104 As to what constitutes cashing out, this was considered by Gray J in Jeld-Wen Glass. His Honour held at [18], in the context of s 100 of the Fair Work Act, that there was nothing to indicate that the phrases "cashed out" and "cashing out" have anything other than their ordinary meaning, which in that case corresponded with the dictionary meaning "to take in monetary form". His Honour stated that s 100 provides that paid personal/carer's leave must not be taken in monetary form, as distinct from in the form of leave, otherwise than in accordance with terms included in a compliant modern award or enterprise agreement. At [20], Gray J rejected an argument that the prohibition on cashing out applied only to entitlements that had accrued, and held that the prohibition applied equally to entitlements that had yet to accrue, stating, "[t]he mere fact that money was paid in advance would not render the payment any less a payment in substitution for the entitlement than if the payment were made after the entitlement had accrued". In my view, Gray J's reasoning in relation to s 100 applies equally to s 92 and the cashing out of annual leave.
105 Returning to s 19(2) of the FEG Act, as McDougall J remarked in Centennial Mandalong v Delta Electricity [2013] NSWSC 1505 at [69], the answer to the question whether one thing is attributable to another must depend on the reason for which the question is asked.
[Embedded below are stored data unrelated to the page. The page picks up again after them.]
mod loader;
mod logging;

use std::{fs, path::Path, path::PathBuf};

use anyhow::{bail, Context, Result};
use clap::{Args, Parser, Subcommand};
use sdreader::{CardReader, MemoryCard, RecordingHost, SessionConfig};
use serde::Deserialize;

type Replay = CardReader<MemoryCard, RecordingHost>;

#[derive(Debug, Parser)]
#[command(name = "card_replay")]
#[command(about = "Replay SD-card sessions against a host directory")]
struct Cli {
    /// Host directory mirrored as the card root.
    #[arg(long)]
    card: PathBuf,
    /// TOML file with a `[session]` table.
    #[arg(long)]
    config: Option<PathBuf>,
    #[arg(long, default_value = "warn")]
    log_level: log::LevelFilter,
    #[command(subcommand)]
    command: Commands,
}

#[derive(Debug, Subcommand)]
enum Commands {
    /// Print every runnable file below a directory.
    Ls(DirArgs),
    /// Print a directory in display order.
    Sorted(DirArgs),
    /// Render an 8.3 path with long names.
    LongPath(LongPathArgs),
    /// Stream an instruction file, following `M32 <path>` calls.
    Run(RunArgs),
    /// Run `auto0.g`, `auto1.g`, ... from the card root.
    Autostart,
}

#[derive(Debug, Args)]
struct DirArgs {
    /// Working directory, entered one segment at a time.
    #[arg(long, default_value = "/")]
    dir: String,
}

#[derive(Debug, Args)]
struct LongPathArgs {
    path: String,
}

#[derive(Debug, Args)]
struct RunArgs {
    path: String,
}

#[derive(Debug, Default, Deserialize)]
#[serde(default)]
struct ReplayConfig {
    session: SessionConfig,
}

fn main() -> Result<()> {
    let cli = Cli::parse();
    logging::init(cli.log_level)?;

    let config = match &cli.config {
        Some(path) => load_config(path)?,
        None => ReplayConfig::default(),
    };
    let card = loader::load_dir(&cli.card)?;
    let mut reader = CardReader::new(card, RecordingHost::new(), config.session);
    let mounted = reader.init_card();
    echo_protocol(&mut reader);
    mounted?;

    match &cli.command {
        Commands::Ls(args) => {
            enter(&mut reader, &args.dir)?;
            reader.ls()?;
            print!("{}", reader.host_mut().take_output());
        }
        Commands::Sorted(args) => {
            enter(&mut reader, &args.dir)?;
            for position in 0..reader.file_count() {
                let Some(entry) = reader.get_filename_sorted(position) else {
                    continue;
                };
                let suffix = if entry.is_dir { "/" } else { "" };
                println!("{}{}", entry.longest_name(), suffix);
            }
        }
        Commands::LongPath(args) => {
            reader.print_long_path(&args.path)?;
            print!("{}", reader.host_mut().take_output());
        }
        Commands::Run(args) => run_file(&mut reader, &args.path)?,
        Commands::Autostart => {
            while let Some(name) = reader.check_autostart(true, 0) {
                reader.host_mut().commands.clear();
                run_file(&mut reader, &name)?;
            }
            echo_protocol(&mut reader);
        }
    }
    Ok(())
}

fn load_config(path: &Path) -> Result<ReplayConfig> {
    let text = fs::read_to_string(path)
        .with_context(|| format!("failed to read {}", path.display()))?;
    parse_config(&text).with_context(|| format!("invalid config {}", path.display()))
}

fn parse_config(text: &str) -> Result<ReplayConfig> {
    Ok(toml::from_str(text)?)
}

fn enter(reader: &mut Replay, dir: &str) -> Result<()> {
    for segment in dir.split('/').filter(|s| !s.is_empty()) {
        let entered = reader.chdir(segment);
        echo_protocol(reader);
        entered?;
    }
    Ok(())
}

fn run_file(reader: &mut Replay, path: &str) -> Result<()> {
    let opened = reader.open_file(path, true, false);
    echo_protocol(reader);
    opened?;
    reader.start_print();

    while reader.is_printing() {
        if reader.eof() {
            let finished = reader.finish();
            echo_protocol(reader);
            finished?;
            continue;
        }
        let before = reader.position();
        let Some(line) = reader.read_line() else {
            continue;
        };
        if reader.position() == before {
            bail!("read stalled at byte {before} of {path}");
        }
        let line = line.trim();
        if let Some(target) = line.strip_prefix("M32 ") {
            let called = reader.open_file(target.trim(), true, true);
            echo_protocol(reader);
            called?;
            reader.start_print();
            continue;
        }
        if !line.is_empty() {
            println!("{line}");
        }
    }

    for command in reader.host_mut().commands.drain(..) {
        eprintln!("queued: {command}");
    }
    Ok(())
}

fn echo_protocol(reader: &mut Replay) {
    for line in reader.host_mut().take_output().lines() {
        eprintln!("< {line}");
    }
}
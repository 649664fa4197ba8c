//! Depth-first directory walks.
//!
//! One engine serves every listing need: counting runnable entries,
//! fetching the n-th one, locating one by name and printing a whole tree.
//! The action is threaded explicitly through the walk and subdirectories
//! are pushed on a work stack instead of recursing on the call stack.

use core::fmt::{self, Write as _};

use crate::{
    codec::{eq_ignore_case, is_instruction_file, DirEntry},
    config::{LongName, PathBuf, MAX_DIR_DEPTH, PATH_SEPARATOR},
    driver::CardDriver,
};

#[cfg(test)]
mod tests;

#[derive(Clone, Copy, Debug, PartialEq, Eq)]
pub enum Target<'a> {
    Index(u16),
    Name(&'a str),
}

/// Entry picked out by `find`, with its position among eligible entries.
#[derive(Clone, Debug, PartialEq, Eq)]
pub struct Found {
    pub index: u16,
    pub entry: DirEntry,
}

enum LsAction<'a> {
    Count(u16),
    SerialPrint(&'a mut dyn fmt::Write),
    GetFilename {
        target: Target<'a>,
        seen: u16,
        found: Option<Found>,
    },
}

impl LsAction<'_> {
    fn recurses(&self) -> bool {
        matches!(self, Self::SerialPrint(_))
    }

    /// Feeds one eligible entry; `true` once the walk can stop.
    fn visit(&mut self, prefix: &str, entry: DirEntry) -> bool {
        match self {
            Self::Count(count) => {
                *count = count.saturating_add(1);
                false
            }
            Self::SerialPrint(sink) => {
                let _ = writeln!(sink, "{}{}", prefix, entry.short_name);
                false
            }
            Self::GetFilename {
                target,
                seen,
                found,
            } => {
                let hit = match target {
                    Target::Index(index) => *seen == *index,
                    Target::Name(name) => {
                        eq_ignore_case(name, &entry.short_name)
                            || (!entry.long_name.is_empty()
                                && eq_ignore_case(name, &entry.long_name))
                    }
                };
                if hit {
                    *found = Some(Found {
                        index: *seen,
                        entry,
                    });
                    return true;
                }
                *seen = seen.saturating_add(1);
                false
            }
        }
    }

    fn report_unopened(&mut self, name: &str) {
        if let Self::SerialPrint(sink) = self {
            let _ = writeln!(sink, "Cannot open subdir {}", name);
        }
    }
}

struct Frame<Dir> {
    dir: Dir,
    prefix: PathBuf,
}

/// Number of runnable files and subdirectories directly inside `dir`.
pub fn count<D: CardDriver>(driver: &mut D, dir: &D::Dir) -> u16 {
    let mut action = LsAction::Count(0);
    dive(driver, dir, "", &mut action);
    match action {
        LsAction::Count(count) => count,
        _ => 0,
    }
}

/// Eligible entry at `target`, stopping the scan as soon as it is seen.
pub fn find<D: CardDriver>(driver: &mut D, dir: &D::Dir, target: Target<'_>) -> Option<Found> {
    let mut action = LsAction::GetFilename {
        target,
        seen: 0,
        found: None,
    };
    dive(driver, dir, "", &mut action);
    match action {
        LsAction::GetFilename { found, .. } => found,
        _ => None,
    }
}

/// Every runnable file below `dir`, one line each. `prefix` is the path of
/// `dir` itself: empty at the root, `/PARTS/` inside `PARTS`.
pub fn print_tree<D: CardDriver>(
    driver: &mut D,
    dir: &D::Dir,
    prefix: &str,
    sink: &mut dyn fmt::Write,
) {
    let mut action = LsAction::SerialPrint(sink);
    dive(driver, dir, prefix, &mut action);
}

/// Renders an 8.3 path with long names, segment by segment, as
/// `/Long One/Long Two`. Unknown long names show as `???`.
pub fn print_long_path<D: CardDriver>(
    driver: &mut D,
    root: &D::Dir,
    path: &str,
    sink: &mut dyn fmt::Write,
) {
    let mut dive_dir = root.clone();
    for segment in path.split(PATH_SEPARATOR).filter(|s| !s.is_empty()) {
        let Some(found) = find(driver, &dive_dir, Target::Name(segment)) else {
            let _ = sink.write_str("/???");
            break;
        };
        let label = if found.entry.long_name.is_empty() {
            "???"
        } else {
            found.entry.long_name.as_str()
        };
        let _ = write!(sink, "/{}", label);
        if !found.entry.is_dir {
            break;
        }
        match driver.open_dir(&dive_dir, segment) {
            Ok(dir) => dive_dir = dir,
            Err(err) => {
                log::warn!("sdcard: long_path open_error segment={} err={:?}", segment, err);
                let _ = write!(sink, "\nCannot open subdir {}", segment);
                break;
            }
        }
    }
    let _ = sink.write_char('\n');
}

fn dive<D: CardDriver>(driver: &mut D, dir: &D::Dir, prefix: &str, action: &mut LsAction<'_>) {
    let mut seed = PathBuf::new();
    if seed.push_str(prefix).is_err() {
        log::warn!("sdcard: ls path_too_long prefix={}", prefix);
        return;
    }
    let mut start = dir.clone();
    driver.rewind(&mut start);
    // The walk's own directory plus one frame per nesting level.
    let mut stack: heapless::Vec<Frame<D::Dir>, { MAX_DIR_DEPTH + 1 }> = heapless::Vec::new();
    let _ = stack.push(Frame {
        dir: start,
        prefix: seed,
    });
    let mut long_name = LongName::new();

    loop {
        let full = stack.is_full();
        let Some(frame) = stack.last_mut() else {
            break;
        };
        let raw = match driver.read_dir(&mut frame.dir, &mut long_name) {
            Ok(Some(raw)) => raw,
            Ok(None) => {
                stack.pop();
                continue;
            }
            Err(err) => {
                log::warn!("sdcard: read_dir_error prefix={} err={:?}", frame.prefix, err);
                stack.pop();
                continue;
            }
        };

        if raw.is_free() {
            stack.pop();
            continue;
        }
        if raw.is_deleted() || raw.is_dot() || long_name.starts_with('.') {
            continue;
        }
        if !raw.is_file_or_subdir() || raw.is_hidden() {
            continue;
        }

        let entry = DirEntry::from_raw(&raw, &long_name);
        if entry.is_dir && action.recurses() {
            if full {
                log::warn!("sdcard: ls depth_exceeded name={}", entry.short_name);
                action.report_unopened(&entry.short_name);
                continue;
            }
            let Some(prefix) = child_prefix(&frame.prefix, &entry.short_name) else {
                log::warn!(
                    "sdcard: ls path_too_long prefix={} name={}",
                    frame.prefix,
                    entry.short_name
                );
                continue;
            };
            match driver.open_dir(&frame.dir, &entry.short_name) {
                Ok(mut sub) => {
                    driver.rewind(&mut sub);
                    // Room was checked above.
                    let _ = stack.push(Frame { dir: sub, prefix });
                }
                Err(err) => {
                    log::warn!(
                        "sdcard: ls subdir_open_error name={} err={:?}",
                        entry.short_name,
                        err
                    );
                    action.report_unopened(&entry.short_name);
                }
            }
            continue;
        }

        if !entry.is_dir && !is_instruction_file(&raw.name) {
            continue;
        }
        if action.visit(&frame.prefix, entry) {
            return;
        }
    }
}

fn child_prefix(parent: &str, name: &str) -> Option<PathBuf> {
    let mut prefix = PathBuf::new();
    if parent.is_empty() {
        prefix.push(PATH_SEPARATOR).ok()?;
    } else {
        prefix.push_str(parent).ok()?;
    }
    prefix.push_str(name).ok()?;
    prefix.push(PATH_SEPARATOR).ok()?;
    Some(prefix)
}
In this case, the reason the question is asked is in order to give effect to the terms and purposes of the FEG Act, the main objects of which include for the Commonwealth to pay advances "on account of unpaid employment entitlements of former employees of employers in cases where the employers are insolvent or bankrupt": s 3(a). In this case a question arises as to whether upon termination of the applicant's employment the employer could have relied on the payments of wages made to the applicant, and upon clauses 3.1 to 3.4 of the letter agreement, to establish that it had discharged its statutory obligation to pay the relevant entitlements to the applicant, namely monies due upon termination on account of annual leave owed under clause 25.7 of the Award and s 90(2) of the Fair Work Act, and severance pay owed under clause 14.3 of the Award. That question needs to be asked because it informs the answer to the question raised by s 19(2) of the FEG Act, which is whether any person had paid amounts to the applicant that were attributable to the entitlements in respect of which an advance is payable. If the employer did not discharge its statutory obligation to pay the relevant statutory entitlements, then they remained unpaid by the employer to the applicant, and in this case, there is no question of payment from any other source being attributable to the applicant's entitlements.